**Your task**. The stretch from the line with "let line = line.trim();" through the line with "let command = match" in the records below: write it out exactly, and nothing else.

Data shown section start

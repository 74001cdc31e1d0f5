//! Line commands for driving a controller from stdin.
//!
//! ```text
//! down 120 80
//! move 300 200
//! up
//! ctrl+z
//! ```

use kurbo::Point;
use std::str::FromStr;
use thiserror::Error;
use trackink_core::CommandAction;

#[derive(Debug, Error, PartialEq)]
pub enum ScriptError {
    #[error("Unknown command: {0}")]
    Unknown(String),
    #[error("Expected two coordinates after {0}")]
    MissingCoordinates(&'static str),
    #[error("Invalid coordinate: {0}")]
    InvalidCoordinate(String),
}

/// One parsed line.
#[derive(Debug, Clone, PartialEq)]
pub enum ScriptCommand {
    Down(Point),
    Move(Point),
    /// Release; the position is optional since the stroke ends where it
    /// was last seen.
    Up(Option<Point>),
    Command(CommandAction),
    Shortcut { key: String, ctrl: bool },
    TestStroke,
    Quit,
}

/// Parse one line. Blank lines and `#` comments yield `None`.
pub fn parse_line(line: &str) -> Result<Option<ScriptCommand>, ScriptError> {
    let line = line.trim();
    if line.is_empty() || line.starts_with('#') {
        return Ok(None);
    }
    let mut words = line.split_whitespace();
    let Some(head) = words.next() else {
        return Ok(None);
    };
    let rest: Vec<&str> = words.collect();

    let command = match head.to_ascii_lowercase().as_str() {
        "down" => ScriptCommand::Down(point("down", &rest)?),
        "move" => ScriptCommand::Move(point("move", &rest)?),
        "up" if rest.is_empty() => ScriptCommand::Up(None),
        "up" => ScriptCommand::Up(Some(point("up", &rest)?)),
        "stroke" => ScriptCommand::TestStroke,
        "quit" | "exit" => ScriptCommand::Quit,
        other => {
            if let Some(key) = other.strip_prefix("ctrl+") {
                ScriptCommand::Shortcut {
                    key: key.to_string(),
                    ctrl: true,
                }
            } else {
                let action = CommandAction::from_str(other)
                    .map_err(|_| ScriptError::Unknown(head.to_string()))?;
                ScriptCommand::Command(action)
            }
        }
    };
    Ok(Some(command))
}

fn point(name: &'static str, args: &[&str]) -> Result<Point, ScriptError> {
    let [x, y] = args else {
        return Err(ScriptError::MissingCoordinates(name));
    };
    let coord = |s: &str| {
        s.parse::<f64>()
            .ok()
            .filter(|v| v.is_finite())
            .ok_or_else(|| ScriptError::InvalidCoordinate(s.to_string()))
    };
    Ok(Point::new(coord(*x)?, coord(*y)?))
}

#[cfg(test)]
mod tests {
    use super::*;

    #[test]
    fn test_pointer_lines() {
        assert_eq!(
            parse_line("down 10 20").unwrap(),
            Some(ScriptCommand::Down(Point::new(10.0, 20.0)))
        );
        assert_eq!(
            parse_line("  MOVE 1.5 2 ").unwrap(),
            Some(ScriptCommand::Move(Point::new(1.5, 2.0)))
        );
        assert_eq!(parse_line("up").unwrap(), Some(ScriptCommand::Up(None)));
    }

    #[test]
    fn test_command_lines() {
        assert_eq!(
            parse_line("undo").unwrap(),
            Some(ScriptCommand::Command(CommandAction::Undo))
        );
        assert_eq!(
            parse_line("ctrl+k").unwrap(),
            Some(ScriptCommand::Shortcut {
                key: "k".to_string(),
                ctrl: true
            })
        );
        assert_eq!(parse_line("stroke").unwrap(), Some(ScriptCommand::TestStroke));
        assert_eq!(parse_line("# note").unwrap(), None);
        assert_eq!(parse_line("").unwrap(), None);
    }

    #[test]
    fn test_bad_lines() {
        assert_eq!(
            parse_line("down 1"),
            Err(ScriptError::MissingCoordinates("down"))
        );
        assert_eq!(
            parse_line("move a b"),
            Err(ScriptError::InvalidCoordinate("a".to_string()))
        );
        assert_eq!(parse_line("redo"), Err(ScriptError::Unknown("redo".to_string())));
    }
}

Data shown section end
Data shown section start

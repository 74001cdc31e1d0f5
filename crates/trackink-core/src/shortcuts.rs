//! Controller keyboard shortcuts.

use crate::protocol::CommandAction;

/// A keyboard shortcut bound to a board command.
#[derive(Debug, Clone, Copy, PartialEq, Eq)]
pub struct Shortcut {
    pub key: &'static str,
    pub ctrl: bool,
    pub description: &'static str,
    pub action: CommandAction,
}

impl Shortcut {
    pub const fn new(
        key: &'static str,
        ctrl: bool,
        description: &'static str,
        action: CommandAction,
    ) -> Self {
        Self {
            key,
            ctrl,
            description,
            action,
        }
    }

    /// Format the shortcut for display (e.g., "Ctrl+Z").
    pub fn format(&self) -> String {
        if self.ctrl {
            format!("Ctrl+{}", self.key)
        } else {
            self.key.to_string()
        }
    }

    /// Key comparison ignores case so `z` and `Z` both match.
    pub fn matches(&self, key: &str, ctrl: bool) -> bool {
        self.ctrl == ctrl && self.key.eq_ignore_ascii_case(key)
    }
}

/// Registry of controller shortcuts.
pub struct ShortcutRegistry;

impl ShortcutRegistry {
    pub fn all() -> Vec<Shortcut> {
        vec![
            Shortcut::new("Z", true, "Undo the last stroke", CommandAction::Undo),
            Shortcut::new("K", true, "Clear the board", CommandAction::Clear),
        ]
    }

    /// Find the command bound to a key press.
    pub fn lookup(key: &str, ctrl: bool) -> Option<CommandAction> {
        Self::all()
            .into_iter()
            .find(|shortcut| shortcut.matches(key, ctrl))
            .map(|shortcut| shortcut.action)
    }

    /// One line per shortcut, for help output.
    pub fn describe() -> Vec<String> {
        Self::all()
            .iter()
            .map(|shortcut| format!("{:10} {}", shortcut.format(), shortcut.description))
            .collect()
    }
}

Data shown section end

**Output**.
    let line = line.trim();
    if line.is_empty() || line.starts_with('#') {
        return Ok(None);
    }
    let mut words = line.split_whitespace();
    let Some(head) = words.next() else {
        return Ok(None);
    };
    let rest: Vec<&str> = words.collect();

    let command = match head.to_ascii_lowercase().as_str() {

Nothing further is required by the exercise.